Shooter, 'seeing the elephant'

We all remember the speech made by Lt. Colonel Tim Collins on the eve of the invasion of Iraq:

"We go to liberate, not to conquer.We will not fly our flags in their country. We are entering Iraq to free a people and the only flag which will be flown in that ancient land is their own. Show respect for them.

"There are some who are alive at this moment who will not be alive shortly. Those who do not wish to go on that journey, we will not send. As for the others, I expect you to rock their world. Wipe them out if that is what they choose. But if you are ferocious in battle remember to be magnanimous in victory.

"Iraq is steeped in history. It is the site of the Garden of Eden, of the Great Flood and the birthplace of Abraham. Tread lightly there."

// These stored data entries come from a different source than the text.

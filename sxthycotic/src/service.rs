//! Client Secret Server : login et lecture d'un champ de secret

use sxsoap::{ClientConfig, SecurityHeader, SoapClient};
use tracing::{debug, info, warn};

use crate::error::{Result, ThycoticError};
use crate::model::{Authenticate, GetSecret};

/// Chemin du web service sous l'URL de base du serveur
pub const WEB_SERVICE_PATH: &str = "/SecretServer/webservices/sswebservice.asmx";

/// Façade des opérations du Secret Server.
///
/// The operation methods (`authenticate`, `get_secret`, ...) are generated in
/// [`crate::operations`].
#[derive(Debug)]
pub struct SecretServer {
    client: SoapClient,
}

impl SecretServer {
    /// `config.url` doit déjà pointer sur le web service, voir [`SecretServer::endpoint`]
    pub fn new(config: ClientConfig) -> Self {
        Self {
            client: SoapClient::new(config),
        }
    }

    /// URL du web service pour un serveur donné (`https://host:port`)
    pub fn endpoint(base_url: &str) -> String {
        format!("{}{}", base_url.trim_end_matches('/'), WEB_SERVICE_PATH)
    }

    pub fn client(&self) -> &SoapClient {
        &self.client
    }

    /// Ajoute un header WS-Security à tous les appels suivants
    pub fn use_ws_security(&mut self, username: &str, password: &str) {
        self.client
            .add_header(SecurityHeader::new(username, password, "1"));
    }

    /// Authentifie le compte et renvoie le token de session
    ///
    /// An empty token means the server refused the credentials: the error
    /// strings it returned are carried by [`ThycoticError::Unauthorized`].
    pub fn login(&self, username: &str, password: &str, domain: &str) -> Result<String> {
        let response = self.authenticate(&Authenticate {
            username: username.to_string(),
            password: password.to_string(),
            organization: String::new(),
            domain: domain.to_string(),
        })?;

        let result = response.result.unwrap_or_default();
        if result.token.is_empty() {
            warn!(username = %username, domain = %domain, "Secret Server login refused");
            return Err(ThycoticError::Unauthorized {
                errors: result.errors.messages,
            });
        }

        info!(username = %username, domain = %domain, url = %self.client.url(), "Logged in to Secret Server");
        Ok(result.token)
    }

    /// Valeur du champ `field` du secret `id`
    pub fn secret_field(&self, token: &str, id: i32, field: &str) -> Result<String> {
        let request = GetSecret {
            token: token.to_string(),
            secret_id: id,
            load_settings_and_permissions: false,
        };
        let response = self
            .get_secret(&request)
            .map_err(|e| match e {
                ThycoticError::Soap(source) => ThycoticError::SecretUnavailable { id, source },
                other => other,
            })?;

        let result = response.result.unwrap_or_default();
        let Some(secret) = result.secret else {
            return Err(ThycoticError::SecretNotFound {
                id,
                errors: result.errors.messages,
            });
        };

        debug!(id, field = %field, items = secret.items.items.len(), "Secret fetched");
        secret
            .field(field)
            .map(|item| item.value.clone())
            .ok_or_else(|| ThycoticError::FieldNotFound {
                id,
                field: field.to_string(),
            })
    }
}

/// Session authentifiée : un serveur et son token
#[derive(Debug)]
pub struct Session {
    server: SecretServer,
    token: String,
}

impl Session {
    pub fn login(server: SecretServer, username: &str, password: &str, domain: &str) -> Result<Self> {
        let token = server.login(username, password, domain)?;
        Ok(Self { server, token })
    }

    pub fn server(&self) -> &SecretServer {
        &self.server
    }

    pub fn token(&self) -> &str {
        &self.token
    }

    pub fn secret_field(&self, id: i32, field: &str) -> Result<String> {
        self.server.secret_field(&self.token, id, field)
    }
}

Somewhere nearby in Kuwait, Colonel Brian P. McCoy, Darkside Six, of the 3rd Batallion, 4th Marine Division was addressing his own troops, 'the Bull', thus:

"My idea of a fair fight is clubbing baby seals."

There in a nutshell, you might think, is the difference between the modern militaries of our two nations. Yet one of McCoy's subordinates was one Gunnery Sergeant Jack Coughlin, and in this account of his experiences in the days that followed we witness a fascinating tension between a milico mentality glutted on "violent supremacy" and one that occasionally threatens to examine warrior existentialism a bit more critically.

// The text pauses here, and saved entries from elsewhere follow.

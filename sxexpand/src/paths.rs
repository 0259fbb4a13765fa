//! Lexical path helpers behind `filebase`, `filedir`, `fileclean` and `fileext`
//!
//! They work on the text of the path only and never touch the file system.

const SEPARATOR: char = '/';

/// Chemin le plus court équivalent, par simple traitement lexical
pub fn clean(path: &str) -> String {
    if path.is_empty() {
        return ".".to_string();
    }

    let rooted = path.starts_with(SEPARATOR);
    let mut parts: Vec<&str> = Vec::new();
    for part in path.split(SEPARATOR) {
        match part {
            "" | "." => {}
            ".." => match parts.last() {
                Some(&last) if last != ".." => {
                    parts.pop();
                }
                _ if rooted => {}
                _ => parts.push(".."),
            },
            other => parts.push(other),
        }
    }

    let joined = parts.join("/");
    match (rooted, joined.is_empty()) {
        (true, _) => format!("/{joined}"),
        (false, true) => ".".to_string(),
        (false, false) => joined,
    }
}

/// Dernier élément du chemin, séparateurs finaux ignorés
pub fn base(path: &str) -> String {
    if path.is_empty() {
        return ".".to_string();
    }
    let trimmed = path.trim_end_matches(SEPARATOR);
    if trimmed.is_empty() {
        return "/".to_string();
    }
    match trimmed.rfind(SEPARATOR) {
        Some(i) => trimmed[i + 1..].to_string(),
        None => trimmed.to_string(),
    }
}

/// Tout sauf le dernier élément, nettoyé
pub fn dir(path: &str) -> String {
    let head = match path.rfind(SEPARATOR) {
        Some(i) => &path[..=i],
        None => "",
    };
    clean(head)
}

/// Extension du dernier élément, point compris
pub fn ext(path: &str) -> String {
    for (i, c) in path.char_indices().rev() {
        match c {
            SEPARATOR => break,
            '.' => return path[i..].to_string(),
            _ => {}
        }
    }
    String::new()
}

#[cfg(test)]
mod tests {
    use super::*;

    #[test]
    fn clean_paths() {
        let cases = [
            ("", "."),
            ("abc", "abc"),
            ("abc/./def", "abc/def"),
            ("abc//def/", "abc/def"),
            ("abc/../def", "def"),
            ("../../abc", "../../abc"),
            ("abc/..", "."),
            ("/../abc", "/abc"),
            ("/", "/"),
        ];
        for (input, want) in cases {
            assert_eq!(clean(input), want, "clean({input:?})");
        }
    }

    #[test]
    fn base_paths() {
        assert_eq!(base(""), ".");
        assert_eq!(base("/"), "/");
        assert_eq!(base("a/b/c.txt"), "c.txt");
        assert_eq!(base("a/b/"), "b");
        assert_eq!(base("file"), "file");
    }

    #[test]
    fn dir_paths() {
        assert_eq!(dir(""), ".");
        assert_eq!(dir("file"), ".");
        assert_eq!(dir("a/b/c.txt"), "a/b");
        assert_eq!(dir("/a"), "/");
        assert_eq!(dir("a/b/"), "a/b");
    }

    #[test]
    fn ext_paths() {
        assert_eq!(ext("a/b/c.tar.gz"), ".gz");
        assert_eq!(ext("a.d/file"), "");
        assert_eq!(ext("noext"), "");
    }
}
//! Messages du web service Secret Server (`urn:thesecretserver.com`)
//!
//! Only the operations used for login and secret lookup are modelled.
//! Responses tolerate unknown and missing elements.

use serde::{Deserialize, Serialize};

fn is_false(value: &bool) -> bool {
    !*value
}

// ============ Requests ============

#[derive(Debug, Clone, Default, Serialize)]
pub struct Authenticate {
    #[serde(rename = "username", skip_serializing_if = "String::is_empty")]
    pub username: String,
    #[serde(rename = "password", skip_serializing_if = "String::is_empty")]
    pub password: String,
    #[serde(rename = "organization", skip_serializing_if = "String::is_empty")]
    pub organization: String,
    #[serde(rename = "domain", skip_serializing_if = "String::is_empty")]
    pub domain: String,
}

#[derive(Debug, Clone, Default, Serialize)]
pub struct AuthenticateRADIUS {
    #[serde(rename = "username", skip_serializing_if = "String::is_empty")]
    pub username: String,
    #[serde(rename = "password", skip_serializing_if = "String::is_empty")]
    pub password: String,
    #[serde(rename = "organization", skip_serializing_if = "String::is_empty")]
    pub organization: String,
    #[serde(rename = "domain", skip_serializing_if = "String::is_empty")]
    pub domain: String,
    #[serde(rename = "radiusPassword", skip_serializing_if = "String::is_empty")]
    pub radius_password: String,
}

#[derive(Debug, Clone, Default, Serialize)]
pub struct GetTokenIsValid {
    #[serde(rename = "token")]
    pub token: String,
}

#[derive(Debug, Clone, Default, Serialize)]
pub struct GetSecret {
    #[serde(rename = "token")]
    pub token: String,
    #[serde(rename = "secretId")]
    pub secret_id: i32,
    #[serde(rename = "loadSettingsAndPermissions", skip_serializing_if = "is_false")]
    pub load_settings_and_permissions: bool,
}

#[derive(Debug, Clone, Default, Serialize)]
pub struct GetSecretLegacy {
    #[serde(rename = "token")]
    pub token: String,
    #[serde(rename = "secretId")]
    pub secret_id: i32,
}

#[derive(Debug, Clone, Default, Serialize)]
pub struct SearchSecrets {
    #[serde(rename = "token")]
    pub token: String,
    #[serde(rename = "searchTerm")]
    pub search_term: String,
    #[serde(rename = "includeDeleted", skip_serializing_if = "is_false")]
    pub include_deleted: bool,
    #[serde(rename = "includeRestricted", skip_serializing_if = "is_false")]
    pub include_restricted: bool,
}

#[derive(Debug, Clone, Default, Serialize)]
pub struct VersionGet {}

#[derive(Debug, Clone, Default, Serialize)]
pub struct WhoAmI {
    #[serde(rename = "token")]
    pub token: String,
}

// ============ Responses ============

/// `<Errors><string>..</string></Errors>`
#[derive(Debug, Clone, Default, PartialEq, Eq, Deserialize)]
pub struct ErrorList {
    #[serde(rename = "string", default)]
    pub messages: Vec<String>,
}

impl ErrorList {
    pub fn is_empty(&self) -> bool {
        self.messages.is_empty()
    }
}

#[derive(Debug, Clone, Default, PartialEq, Eq, Deserialize)]
pub struct AuthenticateResult {
    #[serde(rename = "Errors", default)]
    pub errors: ErrorList,
    #[serde(rename = "Token", default)]
    pub token: String,
}

#[derive(Debug, Clone, Default, PartialEq, Eq, Deserialize)]
pub struct AuthenticateResponse {
    #[serde(rename = "AuthenticateResult", default)]
    pub result: Option<AuthenticateResult>,
}

#[derive(Debug, Clone, Default, PartialEq, Eq, Deserialize)]
pub struct AuthenticateRADIUSResponse {
    #[serde(rename = "AuthenticateRADIUSResult", default)]
    pub result: Option<AuthenticateResult>,
}

#[derive(Debug, Clone, Default, PartialEq, Eq, Deserialize)]
pub struct TokenIsValidResult {
    #[serde(rename = "Errors", default)]
    pub errors: ErrorList,
    #[serde(rename = "MaxOfflineSeconds", default)]
    pub max_offline_seconds: i32,
    #[serde(rename = "Version", default)]
    pub version: String,
}

#[derive(Debug, Clone, Default, PartialEq, Eq, Deserialize)]
pub struct GetTokenIsValidResponse {
    #[serde(rename = "GetTokenIsValidResult", default)]
    pub result: Option<TokenIsValidResult>,
}

#[derive(Debug, Clone, Default, PartialEq, Eq, Deserialize)]
pub struct SecretError {
    #[serde(rename = "ErrorCode", default)]
    pub code: String,
    #[serde(rename = "ErrorMessage", default)]
    pub message: String,
    #[serde(rename = "AllowsResponse", default)]
    pub allows_response: bool,
}

/// Champ d'un secret
#[derive(Debug, Clone, Default, PartialEq, Eq, Deserialize)]
pub struct SecretItem {
    #[serde(rename = "Value", default)]
    pub value: String,
    #[serde(rename = "Id", default)]
    pub id: i32,
    #[serde(rename = "FieldId", default)]
    pub field_id: i32,
    #[serde(rename = "FieldName", default)]
    pub field_name: String,
    #[serde(rename = "IsFile", default)]
    pub is_file: bool,
    #[serde(rename = "IsNotes", default)]
    pub is_notes: bool,
    #[serde(rename = "IsPassword", default)]
    pub is_password: bool,
    #[serde(rename = "FieldDisplayName", default)]
    pub field_display_name: String,
}

#[derive(Debug, Clone, Default, PartialEq, Eq, Deserialize)]
pub struct SecretItems {
    #[serde(rename = "SecretItem", default)]
    pub items: Vec<SecretItem>,
}

// Nillable elements (CheckOutMinutesRemaining, IsCheckedOut, ...) are left out.
#[derive(Debug, Clone, Default, PartialEq, Eq, Deserialize)]
pub struct Secret {
    #[serde(rename = "Name", default)]
    pub name: String,
    #[serde(rename = "Items", default)]
    pub items: SecretItems,
    #[serde(rename = "Id", default)]
    pub id: i32,
    #[serde(rename = "SecretTypeId", default)]
    pub secret_type_id: i32,
    #[serde(rename = "FolderId", default)]
    pub folder_id: i32,
    #[serde(rename = "IsWebLauncher", default)]
    pub is_web_launcher: bool,
    #[serde(rename = "CheckOutUserDisplayName", default)]
    pub check_out_user_display_name: String,
    #[serde(rename = "IsRestricted", default)]
    pub is_restricted: bool,
    #[serde(rename = "OutOfSyncReason", default)]
    pub out_of_sync_reason: String,
    #[serde(rename = "Active", default)]
    pub active: bool,
}

impl Secret {
    /// Premier champ dont le `FieldName` vaut `name`
    pub fn field(&self, name: &str) -> Option<&SecretItem> {
        self.items.items.iter().find(|item| item.field_name == name)
    }
}

#[derive(Debug, Clone, Default, PartialEq, Eq, Deserialize)]
pub struct GetSecretResult {
    #[serde(rename = "Errors", default)]
    pub errors: ErrorList,
    #[serde(rename = "SecretError", default)]
    pub secret_error: Option<SecretError>,
    #[serde(rename = "Secret", default)]
    pub secret: Option<Secret>,
}

#[derive(Debug, Clone, Default, PartialEq, Eq, Deserialize)]
pub struct GetSecretResponse {
    #[serde(rename = "GetSecretResult", default)]
    pub result: Option<GetSecretResult>,
}

#[derive(Debug, Clone, Default, PartialEq, Eq, Deserialize)]
pub struct GetSecretLegacyResponse {
    #[serde(rename = "GetSecretLegacyResult", default)]
    pub result: Option<GetSecretResult>,
}

#[derive(Debug, Clone, Default, PartialEq, Eq, Deserialize)]
pub struct SecretSummary {
    #[serde(rename = "SecretId", default)]
    pub secret_id: i32,
    #[serde(rename = "SecretName", default)]
    pub secret_name: String,
    #[serde(rename = "SecretTypeName", default)]
    pub secret_type_name: String,
    #[serde(rename = "SecretTypeId", default)]
    pub secret_type_id: i32,
    #[serde(rename = "FolderId", default)]
    pub folder_id: i32,
    #[serde(rename = "IsRestricted", default)]
    pub is_restricted: bool,
}

#[derive(Debug, Clone, Default, PartialEq, Eq, Deserialize)]
pub struct SecretSummaries {
    #[serde(rename = "SecretSummary", default)]
    pub items: Vec<SecretSummary>,
}

#[derive(Debug, Clone, Default, PartialEq, Eq, Deserialize)]
pub struct SearchSecretsResult {
    #[serde(rename = "Errors", default)]
    pub errors: ErrorList,
    #[serde(rename = "SecretSummaries", default)]
    pub summaries: SecretSummaries,
}

#[derive(Debug, Clone, Default, PartialEq, Eq, Deserialize)]
pub struct SearchSecretsResponse {
    #[serde(rename = "SearchSecretsResult", default)]
    pub result: Option<SearchSecretsResult>,
}

#[derive(Debug, Clone, Default, PartialEq, Eq, Deserialize)]
pub struct VersionGetResult {
    #[serde(rename = "Errors", default)]
    pub errors: ErrorList,
    #[serde(rename = "Version", default)]
    pub version: String,
}

#[derive(Debug, Clone, Default, PartialEq, Eq, Deserialize)]
pub struct VersionGetResponse {
    #[serde(rename = "VersionGetResult", default)]
    pub result: Option<VersionGetResult>,
}

#[derive(Debug, Clone, Default, PartialEq, Eq, Deserialize)]
pub struct UserInfoResult {
    #[serde(rename = "Errors", default)]
    pub errors: ErrorList,
    #[serde(rename = "DisplayName", default)]
    pub display_name: String,
    #[serde(rename = "UserName", default)]
    pub user_name: String,
    #[serde(rename = "KnownAs", default)]
    pub known_as: String,
    #[serde(rename = "UserId", default)]
    pub user_id: i32,
    #[serde(rename = "DomainId", default)]
    pub domain_id: i32,
}

#[derive(Debug, Clone, Default, PartialEq, Eq, Deserialize)]
pub struct WhoAmIResponse {
    #[serde(rename = "WhoAmIResult", default)]
    pub result: Option<UserInfoResult>,
}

So, at one stage we listen as Coughlin humanises an enemy that he has recently put a couple of bullets into, the only man to survive a shot from his rifle it seems, yet one he would not hesitate to shoot again "if ever we faced each other again on the battlefield."

"War sucks," Coughlin tells us whenever he witnesses its lack of proper discrimination and sense of universal justice. And yet his mood immediately after 9-11 is one of unbridled enthusiasm for the opportunity to ply his deadly trade in earnest. "During Operation Iraqi Freedom alone he recorded at least thirty-six kills, thirteen of them in a single twenty-four hour period," the blurb on the back cover enthuses.

"In the warrior's world, we called dramatic change 'seeing the elephant.' Once you saw it you never forgot it," Coughlin reveals, and there's no question that his memoir has some elephantine insights into the code of the modern western warrior.

Before the invasion Coughlin has spent months trying to persuade his superiors of the merits of a more mobile deployment of snipers. Circumstances on the ground in Iraq see his dreams realised, as he is able to waste countless armed Iraqi fools from the top of a fast-moving Humvee.

There's a certain voyeuristic pleasure in 'glassing' the world of the professional murderer through Coughlin's scope and this is no doubt what put this book on the New York Times bestsellers list. And so the book is full of his arresting descriptions of his one-to-one duels with men that never saw him coming: "I smoke-checked him, bam, and he was dead, his body twitching for a few more moments while his internal systems shut down," whilst another of his rounds "created a hole that is called the 'permanent cavity,' and then the bullet exploded, sending small, jagged fragments spinning off in erratic paths that shattered his organs."

And yet the key moment, one that had certain voices in the media calling for Colonel McCoy to be had up for war crimes, is one where the gunnery sergeant suffers a sudden attack of amnesia. Having secured the strategically vital Diyala bridge "gravity and the physics of momentum" conspire to lead carload after carload of desperate Iraqi citizens towards the itchy trigger fingers of the Bull's grunts, amongst whom Coughlin sits. "It did not come to a stop, because it could not, until our defensive perimeter was set. There was no way to separate the sheep from the wolves," he explains, before adding that he has "no recollection" of many of the bloody moments that ensued.

"Fortunately, no one fired a shot at us, for had they done so, we would have returned a thousand," he had noted earlier in the war as his unit passed through a small town on the highway to Baghdad. Here is a soldier that is all too conscious of his position as valuable asset, one worth defending with indiscriminate gunfire directed against even marginally suspect civilians.

Given Collins's remarks about flags above, it was fortunate that Coughlin was in the square beside Saddam's statue when one of his Marine Corps colleagues tried to wrap the stars and stripes around it's bronze head. His own immediate superior, one Lieutenant Casey had with him a pre-1990 version of the Iraqi flag, which was immediately donated to the angry crowd.

The only way I have ever found to justify the invasion of Iraq to myself is as a continuation of the intent to smother the original aggression unleashed by Saddam in 1990. Not only do none of the other justifications make any real sense, they violate the principle I internalised when I abandoned the pacifism of my childhood: that force should only be deployed as a response to force.

Coughlin's wife stopped writing to him as war broke out and divorced him the moment he returned to California.